- **Exercise requirements**: The expected output is the first line of the data below and every line after it, up to and including the line containing "an empty one", each reproduced exactly.

Data records
--------------------------------------------------
//! MemoryDriver: in-process implementation of the Driver contract
//!
//! Collections live in an `FxHashMap` behind a single `parking_lot::RwLock`.
//! Reads take the read lock; writes take the write lock for the whole
//! operation, so each driver call is atomic with respect to the others.
//!
//! # Design Notes
//!
//! - **Implicit collections**: the first insert or `ensure_index` creates a
//!   collection; reads against an absent collection see an empty one
//! - **Natural order**: insertion order, stable across updates
//! - **Logical indexes**: indexes record key specs and enforce uniqueness only

use std::collections::BTreeMap;
use std::sync::Arc;

use parking_lot::RwLock;
use rustc_hash::FxHashMap;
use tracing::{debug, info};

use docmap_core::{
    Document, Driver, DriverError, DriverResult, IndexOptions, IndexSpec, NativeQuery, ObjectId,
};

use crate::collection::Collection;
use crate::index::IndexRegistry;

/// In-memory document store
///
/// Cloning a `MemoryDriver` yields a handle to the same data.
#[derive(Debug, Clone, Default)]
pub struct MemoryDriver {
    collections: Arc<RwLock<FxHashMap<String, Collection>>>,
}

impl MemoryDriver {
    /// Create an empty driver
    pub fn new() -> Self {
        Self::default()
    }

    /// Total number of documents across all collections
    pub fn document_count(&self) -> usize {
        self.collections.read().values().map(Collection::len).sum()
    }

    fn with_collection_mut<T>(
        &self,
        name: &str,
        f: impl FnOnce(&mut Collection) -> DriverResult<T>,
    ) -> DriverResult<T> {
        let mut collections = self.collections.write();
        let collection = collections
            .entry(name.to_string())
            .or_insert_with(|| Collection::new(name));
        f(collection)
    }
}

impl Driver for MemoryDriver {
    fn insert(&self, collection: &str, document: Document) -> DriverResult<ObjectId> {
        let id = self.with_collection_mut(collection, |c| c.insert(document))?;
        debug!(target: "docmap::storage", collection, id = %id, "insert");
        Ok(id)
    }

    fn update(&self, collection: &str, id: &ObjectId, document: Document) -> DriverResult<()> {
        let mut collections = self.collections.write();
        let target = collections
            .get_mut(collection)
            .ok_or_else(|| DriverError::NotFound {
                collection: collection.to_string(),
                id: id.to_hex(),
            })?;
        target.replace(id, document)?;
        debug!(target: "docmap::storage", collection, id = %id, "update");
        Ok(())
    }

    fn remove(&self, collection: &str, filter: &Document) -> DriverResult<u64> {
        let mut collections = self.collections.write();
        let removed = match collections.get_mut(collection) {
            Some(target) => target.remove(filter)?,
            None => 0,
        };
        debug!(target: "docmap::storage", collection, removed, "remove");
        Ok(removed)
    }

    fn find(&self, collection: &str, query: &NativeQuery) -> DriverResult<Vec<Document>> {
        let collections = self.collections.read();
        match collections.get(collection) {
            Some(target) => target.find(query),
            None => Ok(Vec::new()),
        }
    }

    fn count(&self, collection: &str, filter: &Document) -> DriverResult<u64> {
        let collections = self.collections.read();
        match collections.get(collection) {
            Some(target) => target.count(filter),
            None => Ok(0),
        }
    }

    fn ensure_index(
        &self,
        collection: &str,
        spec: &IndexSpec,
        options: &IndexOptions,
    ) -> DriverResult<String> {
        if spec.is_empty() {
            return Err(DriverError::Backend("index spec has no keys".to_string()));
        }
        let (name, created) =
            self.with_collection_mut(collection, |c| Ok(c.ensure_index(spec, options)))?;
        if created {
            info!(
                target: "docmap::storage",
                collection,
                index = %name,
                unique = options.unique,
                "Created index"
            );
        }
        Ok(name)
    }

    fn index_information(&self, collection: &str) -> DriverResult<BTreeMap<String, IndexSpec>> {
        let collections = self.collections.read();
        Ok(match collections.get(collection) {
            Some(target) => target.indexes().information(),
            None => IndexRegistry::new().information(),
        })
    }

    fn drop_indexes(&self, collection: &str) -> DriverResult<()> {
        let mut collections = self.collections.write();
        if let Some(target) = collections.get_mut(collection) {
            target.drop_indexes();
        }
        Ok(())
    }

    fn drop_collection(&self, collection: &str) -> DriverResult<()> {
        if self.collections.write().remove(collection).is_some() {
            info!(target: "docmap::storage", collection, "Dropped collection");
        }
        Ok(())
    }

    fn collection_names(&self) -> DriverResult<Vec<String>> {
        let mut names: Vec<String> = self.collections.read().keys().cloned().collect();
        names.sort();
        Ok(names)
    }
}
--------------------------------------------------
- **Task solution**:
//! MemoryDriver: in-process implementation of the Driver contract
//!
//! Collections live in an `FxHashMap` behind a single `parking_lot::RwLock`.
//! Reads take the read lock; writes take the write lock for the whole
//! operation, so each driver call is atomic with respect to the others.
//!
//! # Design Notes
//!
//! - **Implicit collections**: the first insert or `ensure_index` creates a
//!   collection; reads against an absent collection see an empty one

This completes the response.